▶ Work to be completed: Within the material below, locate the line with "the dashboard view;" and the line with "self.page -= 1;", then return those two lines and all lines between them, exactly as written.

▶ Provided records:
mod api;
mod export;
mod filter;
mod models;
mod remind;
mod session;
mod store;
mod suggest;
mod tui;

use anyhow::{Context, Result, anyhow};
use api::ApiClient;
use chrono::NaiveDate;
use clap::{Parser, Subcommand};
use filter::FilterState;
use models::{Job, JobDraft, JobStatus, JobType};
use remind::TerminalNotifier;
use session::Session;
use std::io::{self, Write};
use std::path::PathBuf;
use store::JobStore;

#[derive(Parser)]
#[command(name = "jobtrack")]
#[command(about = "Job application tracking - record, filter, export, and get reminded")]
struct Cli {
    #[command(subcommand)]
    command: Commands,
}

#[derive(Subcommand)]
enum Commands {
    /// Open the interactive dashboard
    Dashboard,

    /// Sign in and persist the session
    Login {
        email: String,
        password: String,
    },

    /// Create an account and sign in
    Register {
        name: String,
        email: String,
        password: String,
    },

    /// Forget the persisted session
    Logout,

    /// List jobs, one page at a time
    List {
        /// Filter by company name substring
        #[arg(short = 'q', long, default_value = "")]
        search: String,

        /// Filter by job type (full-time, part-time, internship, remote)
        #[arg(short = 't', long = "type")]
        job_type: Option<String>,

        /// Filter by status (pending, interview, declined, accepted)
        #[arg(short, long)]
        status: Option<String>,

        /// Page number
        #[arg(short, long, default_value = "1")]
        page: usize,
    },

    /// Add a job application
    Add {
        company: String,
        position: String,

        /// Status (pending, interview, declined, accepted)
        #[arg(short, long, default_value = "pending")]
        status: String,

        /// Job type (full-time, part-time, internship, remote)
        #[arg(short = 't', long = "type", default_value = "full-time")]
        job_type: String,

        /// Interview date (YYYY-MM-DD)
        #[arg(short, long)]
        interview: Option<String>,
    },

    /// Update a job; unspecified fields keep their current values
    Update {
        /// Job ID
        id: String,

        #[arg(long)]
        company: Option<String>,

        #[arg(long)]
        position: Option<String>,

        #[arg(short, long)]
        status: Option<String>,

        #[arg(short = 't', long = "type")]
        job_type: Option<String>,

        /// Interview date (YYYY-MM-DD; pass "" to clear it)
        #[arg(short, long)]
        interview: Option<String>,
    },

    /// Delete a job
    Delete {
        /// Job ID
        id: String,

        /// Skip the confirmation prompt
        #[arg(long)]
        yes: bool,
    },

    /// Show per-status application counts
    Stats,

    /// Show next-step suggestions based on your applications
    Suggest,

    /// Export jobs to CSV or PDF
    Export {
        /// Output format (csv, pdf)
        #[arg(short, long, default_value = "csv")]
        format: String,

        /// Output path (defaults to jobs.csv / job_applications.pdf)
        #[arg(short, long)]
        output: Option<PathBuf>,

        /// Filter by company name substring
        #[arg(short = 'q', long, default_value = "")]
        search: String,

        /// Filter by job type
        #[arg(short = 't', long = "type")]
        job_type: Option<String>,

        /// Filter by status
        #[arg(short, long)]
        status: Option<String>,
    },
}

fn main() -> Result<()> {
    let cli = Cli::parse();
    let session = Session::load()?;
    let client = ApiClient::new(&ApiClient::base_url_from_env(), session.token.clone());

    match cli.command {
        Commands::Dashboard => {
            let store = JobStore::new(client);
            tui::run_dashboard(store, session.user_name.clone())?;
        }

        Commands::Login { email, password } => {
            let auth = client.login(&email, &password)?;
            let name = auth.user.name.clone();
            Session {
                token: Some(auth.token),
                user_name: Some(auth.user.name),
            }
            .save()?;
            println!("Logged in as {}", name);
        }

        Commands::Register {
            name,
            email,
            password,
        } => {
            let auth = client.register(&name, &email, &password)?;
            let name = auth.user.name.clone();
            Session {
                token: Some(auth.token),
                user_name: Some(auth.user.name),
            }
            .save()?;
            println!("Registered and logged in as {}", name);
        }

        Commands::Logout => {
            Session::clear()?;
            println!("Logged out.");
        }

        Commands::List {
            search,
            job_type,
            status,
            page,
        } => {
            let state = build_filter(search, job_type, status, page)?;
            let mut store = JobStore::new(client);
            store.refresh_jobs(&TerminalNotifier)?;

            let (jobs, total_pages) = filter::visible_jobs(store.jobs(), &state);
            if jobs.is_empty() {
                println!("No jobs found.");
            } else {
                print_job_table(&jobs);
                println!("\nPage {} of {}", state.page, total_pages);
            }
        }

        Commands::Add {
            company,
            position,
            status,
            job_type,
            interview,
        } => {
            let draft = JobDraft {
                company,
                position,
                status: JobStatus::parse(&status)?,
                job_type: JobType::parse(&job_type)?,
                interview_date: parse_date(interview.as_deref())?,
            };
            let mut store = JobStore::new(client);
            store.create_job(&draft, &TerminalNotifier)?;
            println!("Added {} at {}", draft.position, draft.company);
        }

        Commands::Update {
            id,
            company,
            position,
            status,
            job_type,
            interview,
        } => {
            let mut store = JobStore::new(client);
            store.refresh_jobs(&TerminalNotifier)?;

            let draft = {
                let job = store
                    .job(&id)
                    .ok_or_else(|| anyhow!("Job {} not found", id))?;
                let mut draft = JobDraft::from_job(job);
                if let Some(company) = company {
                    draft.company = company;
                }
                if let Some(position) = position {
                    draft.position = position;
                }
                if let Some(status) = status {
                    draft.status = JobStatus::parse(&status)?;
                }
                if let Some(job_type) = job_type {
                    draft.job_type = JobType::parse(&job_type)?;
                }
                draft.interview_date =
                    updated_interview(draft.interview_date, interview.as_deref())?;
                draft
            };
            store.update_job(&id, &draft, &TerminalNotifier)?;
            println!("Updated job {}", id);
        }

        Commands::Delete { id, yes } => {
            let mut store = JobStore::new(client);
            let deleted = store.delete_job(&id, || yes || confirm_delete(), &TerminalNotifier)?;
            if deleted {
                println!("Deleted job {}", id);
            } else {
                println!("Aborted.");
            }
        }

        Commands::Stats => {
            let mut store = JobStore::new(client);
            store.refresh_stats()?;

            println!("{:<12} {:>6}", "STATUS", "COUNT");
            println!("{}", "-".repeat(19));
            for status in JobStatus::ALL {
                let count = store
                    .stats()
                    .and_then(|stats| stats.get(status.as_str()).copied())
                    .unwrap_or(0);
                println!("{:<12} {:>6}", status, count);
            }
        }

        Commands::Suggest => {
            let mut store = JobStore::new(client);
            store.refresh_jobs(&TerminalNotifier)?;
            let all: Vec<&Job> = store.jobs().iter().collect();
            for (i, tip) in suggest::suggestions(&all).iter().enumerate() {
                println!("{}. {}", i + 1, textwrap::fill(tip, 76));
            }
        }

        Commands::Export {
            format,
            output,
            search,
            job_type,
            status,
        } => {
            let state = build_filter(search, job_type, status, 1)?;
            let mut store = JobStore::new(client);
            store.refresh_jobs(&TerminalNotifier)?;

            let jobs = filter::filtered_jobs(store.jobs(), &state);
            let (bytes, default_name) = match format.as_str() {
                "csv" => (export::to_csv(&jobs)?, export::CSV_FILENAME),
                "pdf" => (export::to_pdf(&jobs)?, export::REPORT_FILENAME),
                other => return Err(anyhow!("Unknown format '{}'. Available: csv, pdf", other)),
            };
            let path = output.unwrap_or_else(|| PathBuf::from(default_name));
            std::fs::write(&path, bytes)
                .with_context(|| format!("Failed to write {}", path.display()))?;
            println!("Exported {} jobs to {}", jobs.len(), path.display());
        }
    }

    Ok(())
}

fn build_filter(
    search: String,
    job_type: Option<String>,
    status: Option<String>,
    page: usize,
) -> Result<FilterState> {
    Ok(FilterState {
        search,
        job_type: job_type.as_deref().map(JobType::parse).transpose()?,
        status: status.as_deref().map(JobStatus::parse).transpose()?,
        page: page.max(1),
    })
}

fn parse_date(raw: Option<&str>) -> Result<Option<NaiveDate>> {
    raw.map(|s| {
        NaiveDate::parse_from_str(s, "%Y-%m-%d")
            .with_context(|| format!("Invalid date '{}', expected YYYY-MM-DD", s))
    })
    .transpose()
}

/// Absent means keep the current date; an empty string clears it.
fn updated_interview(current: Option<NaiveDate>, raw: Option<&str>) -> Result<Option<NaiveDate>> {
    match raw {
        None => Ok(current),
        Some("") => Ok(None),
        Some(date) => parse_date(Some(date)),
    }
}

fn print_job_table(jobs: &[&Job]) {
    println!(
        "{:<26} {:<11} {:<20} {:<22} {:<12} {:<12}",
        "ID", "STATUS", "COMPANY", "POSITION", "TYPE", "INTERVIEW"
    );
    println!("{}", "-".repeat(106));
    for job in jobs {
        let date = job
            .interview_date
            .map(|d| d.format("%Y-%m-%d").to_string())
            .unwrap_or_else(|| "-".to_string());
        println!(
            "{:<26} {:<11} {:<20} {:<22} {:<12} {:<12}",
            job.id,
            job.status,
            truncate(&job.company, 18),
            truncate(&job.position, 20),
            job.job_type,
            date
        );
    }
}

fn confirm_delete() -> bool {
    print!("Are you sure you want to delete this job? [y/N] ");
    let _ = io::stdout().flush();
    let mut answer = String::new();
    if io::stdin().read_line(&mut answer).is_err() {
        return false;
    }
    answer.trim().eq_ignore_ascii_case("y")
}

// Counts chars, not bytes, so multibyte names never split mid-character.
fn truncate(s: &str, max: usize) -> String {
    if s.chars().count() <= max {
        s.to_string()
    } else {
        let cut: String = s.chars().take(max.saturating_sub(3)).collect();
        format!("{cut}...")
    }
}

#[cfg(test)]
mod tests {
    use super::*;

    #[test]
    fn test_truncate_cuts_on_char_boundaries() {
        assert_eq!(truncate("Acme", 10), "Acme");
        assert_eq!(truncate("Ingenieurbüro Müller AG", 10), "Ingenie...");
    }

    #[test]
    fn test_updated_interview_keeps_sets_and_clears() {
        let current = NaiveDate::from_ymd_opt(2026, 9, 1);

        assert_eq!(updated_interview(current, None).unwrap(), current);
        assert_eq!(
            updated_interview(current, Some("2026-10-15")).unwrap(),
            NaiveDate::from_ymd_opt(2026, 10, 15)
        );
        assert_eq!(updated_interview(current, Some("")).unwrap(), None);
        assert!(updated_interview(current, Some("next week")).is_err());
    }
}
* * *
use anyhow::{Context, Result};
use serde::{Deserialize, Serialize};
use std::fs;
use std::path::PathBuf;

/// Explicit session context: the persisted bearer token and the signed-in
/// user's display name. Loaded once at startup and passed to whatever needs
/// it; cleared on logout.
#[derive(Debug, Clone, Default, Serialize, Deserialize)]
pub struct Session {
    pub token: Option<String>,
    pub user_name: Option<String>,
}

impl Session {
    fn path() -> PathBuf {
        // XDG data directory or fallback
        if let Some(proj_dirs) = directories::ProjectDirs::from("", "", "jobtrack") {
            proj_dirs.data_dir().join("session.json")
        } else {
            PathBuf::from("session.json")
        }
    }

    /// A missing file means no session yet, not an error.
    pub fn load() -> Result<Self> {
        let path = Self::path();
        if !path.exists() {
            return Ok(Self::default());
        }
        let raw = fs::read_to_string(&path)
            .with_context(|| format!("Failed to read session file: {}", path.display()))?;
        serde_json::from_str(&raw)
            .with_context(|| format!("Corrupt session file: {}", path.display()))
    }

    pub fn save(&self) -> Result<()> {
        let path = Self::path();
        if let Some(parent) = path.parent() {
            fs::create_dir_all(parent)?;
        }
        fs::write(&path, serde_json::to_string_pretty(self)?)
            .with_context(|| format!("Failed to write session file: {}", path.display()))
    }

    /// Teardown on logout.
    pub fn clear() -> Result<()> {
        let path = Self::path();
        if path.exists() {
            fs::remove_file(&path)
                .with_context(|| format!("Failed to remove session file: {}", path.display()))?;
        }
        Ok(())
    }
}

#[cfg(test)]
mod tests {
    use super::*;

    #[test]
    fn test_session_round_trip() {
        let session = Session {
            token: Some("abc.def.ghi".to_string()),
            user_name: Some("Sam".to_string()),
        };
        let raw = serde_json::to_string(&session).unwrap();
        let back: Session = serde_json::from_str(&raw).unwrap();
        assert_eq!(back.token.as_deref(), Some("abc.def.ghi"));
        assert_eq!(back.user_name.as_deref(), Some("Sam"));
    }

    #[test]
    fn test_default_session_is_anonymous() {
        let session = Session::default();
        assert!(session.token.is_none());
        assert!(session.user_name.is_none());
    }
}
--
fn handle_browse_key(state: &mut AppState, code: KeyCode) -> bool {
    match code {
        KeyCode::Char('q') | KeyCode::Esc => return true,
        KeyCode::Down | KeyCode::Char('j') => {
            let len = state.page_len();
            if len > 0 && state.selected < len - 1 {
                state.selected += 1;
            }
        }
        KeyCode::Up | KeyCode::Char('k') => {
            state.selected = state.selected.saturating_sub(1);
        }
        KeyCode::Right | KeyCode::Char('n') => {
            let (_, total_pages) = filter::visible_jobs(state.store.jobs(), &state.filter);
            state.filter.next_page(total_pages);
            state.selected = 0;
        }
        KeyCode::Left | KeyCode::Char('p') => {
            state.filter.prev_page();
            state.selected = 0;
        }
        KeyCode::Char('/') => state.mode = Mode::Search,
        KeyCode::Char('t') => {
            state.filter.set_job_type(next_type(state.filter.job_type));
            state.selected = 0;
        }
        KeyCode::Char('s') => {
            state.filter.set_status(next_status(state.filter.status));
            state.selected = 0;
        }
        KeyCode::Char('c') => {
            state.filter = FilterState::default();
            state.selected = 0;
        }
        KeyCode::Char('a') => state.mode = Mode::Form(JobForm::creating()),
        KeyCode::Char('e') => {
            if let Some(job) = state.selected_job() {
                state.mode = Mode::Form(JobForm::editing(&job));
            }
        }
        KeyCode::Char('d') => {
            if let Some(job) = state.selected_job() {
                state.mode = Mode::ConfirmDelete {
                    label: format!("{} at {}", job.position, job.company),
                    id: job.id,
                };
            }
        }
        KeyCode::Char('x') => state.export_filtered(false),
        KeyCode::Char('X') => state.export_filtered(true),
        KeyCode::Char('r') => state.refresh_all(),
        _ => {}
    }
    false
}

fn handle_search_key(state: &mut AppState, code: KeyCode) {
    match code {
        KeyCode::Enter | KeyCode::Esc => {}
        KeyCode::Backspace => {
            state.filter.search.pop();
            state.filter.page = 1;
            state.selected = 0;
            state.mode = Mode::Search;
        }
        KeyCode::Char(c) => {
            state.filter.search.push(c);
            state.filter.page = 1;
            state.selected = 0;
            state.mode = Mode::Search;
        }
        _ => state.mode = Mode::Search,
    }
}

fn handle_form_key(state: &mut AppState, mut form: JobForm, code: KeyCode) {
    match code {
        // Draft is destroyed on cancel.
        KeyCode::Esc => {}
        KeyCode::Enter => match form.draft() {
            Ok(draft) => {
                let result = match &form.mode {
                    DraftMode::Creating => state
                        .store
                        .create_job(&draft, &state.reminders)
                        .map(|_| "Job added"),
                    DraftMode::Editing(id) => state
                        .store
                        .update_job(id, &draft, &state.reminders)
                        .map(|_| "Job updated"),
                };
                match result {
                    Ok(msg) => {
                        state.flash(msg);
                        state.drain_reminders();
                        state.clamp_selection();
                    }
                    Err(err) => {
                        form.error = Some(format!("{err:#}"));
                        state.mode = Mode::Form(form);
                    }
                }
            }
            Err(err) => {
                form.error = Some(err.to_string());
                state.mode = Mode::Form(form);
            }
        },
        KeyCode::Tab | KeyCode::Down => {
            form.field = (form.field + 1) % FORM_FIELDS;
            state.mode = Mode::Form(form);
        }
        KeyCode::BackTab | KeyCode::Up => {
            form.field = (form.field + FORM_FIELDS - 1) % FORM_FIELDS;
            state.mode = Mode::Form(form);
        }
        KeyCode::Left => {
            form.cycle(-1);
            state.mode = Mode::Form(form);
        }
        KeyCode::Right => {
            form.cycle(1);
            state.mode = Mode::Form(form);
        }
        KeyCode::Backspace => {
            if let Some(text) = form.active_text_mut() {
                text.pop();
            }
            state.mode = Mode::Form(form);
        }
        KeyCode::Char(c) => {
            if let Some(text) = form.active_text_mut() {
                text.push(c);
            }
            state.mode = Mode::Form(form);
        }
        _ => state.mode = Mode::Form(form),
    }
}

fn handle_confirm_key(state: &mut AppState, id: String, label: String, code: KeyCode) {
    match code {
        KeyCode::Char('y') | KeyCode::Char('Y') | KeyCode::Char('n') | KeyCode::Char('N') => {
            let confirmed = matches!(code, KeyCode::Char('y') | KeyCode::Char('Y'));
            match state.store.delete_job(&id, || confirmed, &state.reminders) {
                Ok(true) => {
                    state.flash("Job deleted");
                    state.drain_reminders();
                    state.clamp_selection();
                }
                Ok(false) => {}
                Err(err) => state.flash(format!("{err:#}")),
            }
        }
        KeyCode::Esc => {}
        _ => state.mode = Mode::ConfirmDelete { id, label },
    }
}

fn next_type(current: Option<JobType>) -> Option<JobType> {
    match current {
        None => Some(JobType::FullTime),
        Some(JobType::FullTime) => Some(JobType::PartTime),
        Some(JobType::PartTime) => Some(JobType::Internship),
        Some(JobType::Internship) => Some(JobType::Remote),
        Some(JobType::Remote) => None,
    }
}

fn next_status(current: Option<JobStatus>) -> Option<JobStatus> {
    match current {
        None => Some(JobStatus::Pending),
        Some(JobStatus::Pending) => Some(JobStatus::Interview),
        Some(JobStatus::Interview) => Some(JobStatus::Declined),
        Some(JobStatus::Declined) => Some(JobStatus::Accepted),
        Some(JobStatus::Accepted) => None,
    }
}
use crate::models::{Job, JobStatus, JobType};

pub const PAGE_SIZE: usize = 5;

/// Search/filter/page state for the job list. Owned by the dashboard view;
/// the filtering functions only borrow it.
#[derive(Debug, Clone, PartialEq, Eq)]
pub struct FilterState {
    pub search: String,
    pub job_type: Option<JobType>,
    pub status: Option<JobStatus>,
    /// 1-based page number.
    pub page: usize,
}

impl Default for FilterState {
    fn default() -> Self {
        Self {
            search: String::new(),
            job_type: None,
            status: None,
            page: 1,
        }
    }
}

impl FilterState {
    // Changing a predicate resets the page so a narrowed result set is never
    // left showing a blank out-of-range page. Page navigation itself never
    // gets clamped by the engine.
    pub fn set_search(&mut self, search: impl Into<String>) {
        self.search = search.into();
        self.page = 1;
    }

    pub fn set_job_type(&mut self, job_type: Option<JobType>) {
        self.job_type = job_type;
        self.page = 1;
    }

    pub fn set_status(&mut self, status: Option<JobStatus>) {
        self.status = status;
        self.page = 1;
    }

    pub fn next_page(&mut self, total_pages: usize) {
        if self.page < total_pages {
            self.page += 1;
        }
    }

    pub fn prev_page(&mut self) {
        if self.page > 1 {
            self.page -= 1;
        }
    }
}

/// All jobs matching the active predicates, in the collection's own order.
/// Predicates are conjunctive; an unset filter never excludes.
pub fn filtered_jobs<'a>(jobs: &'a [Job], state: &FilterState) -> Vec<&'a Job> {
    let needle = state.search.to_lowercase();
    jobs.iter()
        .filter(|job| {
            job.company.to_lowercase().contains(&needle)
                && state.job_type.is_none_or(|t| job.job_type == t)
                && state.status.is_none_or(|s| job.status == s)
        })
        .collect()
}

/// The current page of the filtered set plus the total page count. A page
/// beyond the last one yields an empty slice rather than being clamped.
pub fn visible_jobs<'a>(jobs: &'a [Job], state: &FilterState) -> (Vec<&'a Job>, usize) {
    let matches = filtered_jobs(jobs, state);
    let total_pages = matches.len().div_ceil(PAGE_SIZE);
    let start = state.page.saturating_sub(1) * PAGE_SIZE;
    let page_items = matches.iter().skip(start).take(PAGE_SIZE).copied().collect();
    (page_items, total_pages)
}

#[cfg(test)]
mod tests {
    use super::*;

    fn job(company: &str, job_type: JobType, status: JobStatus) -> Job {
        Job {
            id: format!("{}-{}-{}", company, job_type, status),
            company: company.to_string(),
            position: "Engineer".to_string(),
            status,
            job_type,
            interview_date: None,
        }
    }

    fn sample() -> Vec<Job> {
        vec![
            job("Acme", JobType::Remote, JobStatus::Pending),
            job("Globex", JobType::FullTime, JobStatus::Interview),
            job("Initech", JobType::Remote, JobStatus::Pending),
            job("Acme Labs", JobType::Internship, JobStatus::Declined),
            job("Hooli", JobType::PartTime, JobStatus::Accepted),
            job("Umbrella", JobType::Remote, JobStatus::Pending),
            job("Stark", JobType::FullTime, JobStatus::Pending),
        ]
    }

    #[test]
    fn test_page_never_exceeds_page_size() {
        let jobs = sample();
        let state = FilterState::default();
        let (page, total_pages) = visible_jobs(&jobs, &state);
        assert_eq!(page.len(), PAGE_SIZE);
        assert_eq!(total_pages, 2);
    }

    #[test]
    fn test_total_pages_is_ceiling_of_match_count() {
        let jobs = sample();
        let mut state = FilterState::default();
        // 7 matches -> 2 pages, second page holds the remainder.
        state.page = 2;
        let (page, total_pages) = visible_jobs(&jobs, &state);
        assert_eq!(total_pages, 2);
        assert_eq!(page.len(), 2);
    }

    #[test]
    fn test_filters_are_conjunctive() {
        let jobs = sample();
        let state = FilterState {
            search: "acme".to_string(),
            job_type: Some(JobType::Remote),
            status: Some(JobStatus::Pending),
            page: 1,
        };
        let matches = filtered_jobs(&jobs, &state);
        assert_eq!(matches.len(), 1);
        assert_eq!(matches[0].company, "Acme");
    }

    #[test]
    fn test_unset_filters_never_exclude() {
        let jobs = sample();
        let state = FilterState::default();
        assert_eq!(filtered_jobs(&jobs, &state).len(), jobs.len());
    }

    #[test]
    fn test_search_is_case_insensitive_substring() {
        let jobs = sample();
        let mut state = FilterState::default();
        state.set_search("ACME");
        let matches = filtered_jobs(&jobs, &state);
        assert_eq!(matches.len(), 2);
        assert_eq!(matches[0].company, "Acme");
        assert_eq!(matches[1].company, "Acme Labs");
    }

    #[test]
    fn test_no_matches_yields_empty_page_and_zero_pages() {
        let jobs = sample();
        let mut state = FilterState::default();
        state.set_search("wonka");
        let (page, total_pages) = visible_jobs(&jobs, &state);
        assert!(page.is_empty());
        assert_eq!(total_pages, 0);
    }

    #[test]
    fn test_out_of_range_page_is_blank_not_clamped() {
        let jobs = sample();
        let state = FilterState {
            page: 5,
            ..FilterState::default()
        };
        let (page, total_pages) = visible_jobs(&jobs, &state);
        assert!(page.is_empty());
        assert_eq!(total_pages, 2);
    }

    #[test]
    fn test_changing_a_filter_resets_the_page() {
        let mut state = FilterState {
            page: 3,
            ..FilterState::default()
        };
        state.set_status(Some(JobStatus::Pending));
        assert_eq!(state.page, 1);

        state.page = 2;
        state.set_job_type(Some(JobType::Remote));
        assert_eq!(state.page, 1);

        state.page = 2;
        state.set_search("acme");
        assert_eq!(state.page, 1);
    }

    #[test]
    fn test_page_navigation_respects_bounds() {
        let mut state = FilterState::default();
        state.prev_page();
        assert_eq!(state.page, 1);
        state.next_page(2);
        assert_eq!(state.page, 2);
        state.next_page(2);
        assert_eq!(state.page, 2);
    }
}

▶ Exercise answer:
/// Search/filter/page state for the job list. Owned by the dashboard view;
/// the filtering functions only borrow it.
#[derive(Debug, Clone, PartialEq, Eq)]
pub struct FilterState {
    pub search: String,
    pub job_type: Option<JobType>,
    pub status: Option<JobStatus>,
    /// 1-based page number.
    pub page: usize,
}

impl Default for FilterState {
    fn default() -> Self {
        Self {
            search: String::new(),
            job_type: None,
            status: None,
            page: 1,
        }
    }
}

impl FilterState {
    // Changing a predicate resets the page so a narrowed result set is never
    // left showing a blank out-of-range page. Page navigation itself never
    // gets clamped by the engine.
    pub fn set_search(&mut self, search: impl Into<String>) {
        self.search = search.into();
        self.page = 1;
    }

    pub fn set_job_type(&mut self, job_type: Option<JobType>) {
        self.job_type = job_type;
        self.page = 1;
    }

    pub fn set_status(&mut self, status: Option<JobStatus>) {
        self.status = status;
        self.page = 1;
    }

    pub fn next_page(&mut self, total_pages: usize) {
        if self.page < total_pages {
            self.page += 1;
        }
    }

    pub fn prev_page(&mut self) {
        if self.page > 1 {
            self.page -= 1;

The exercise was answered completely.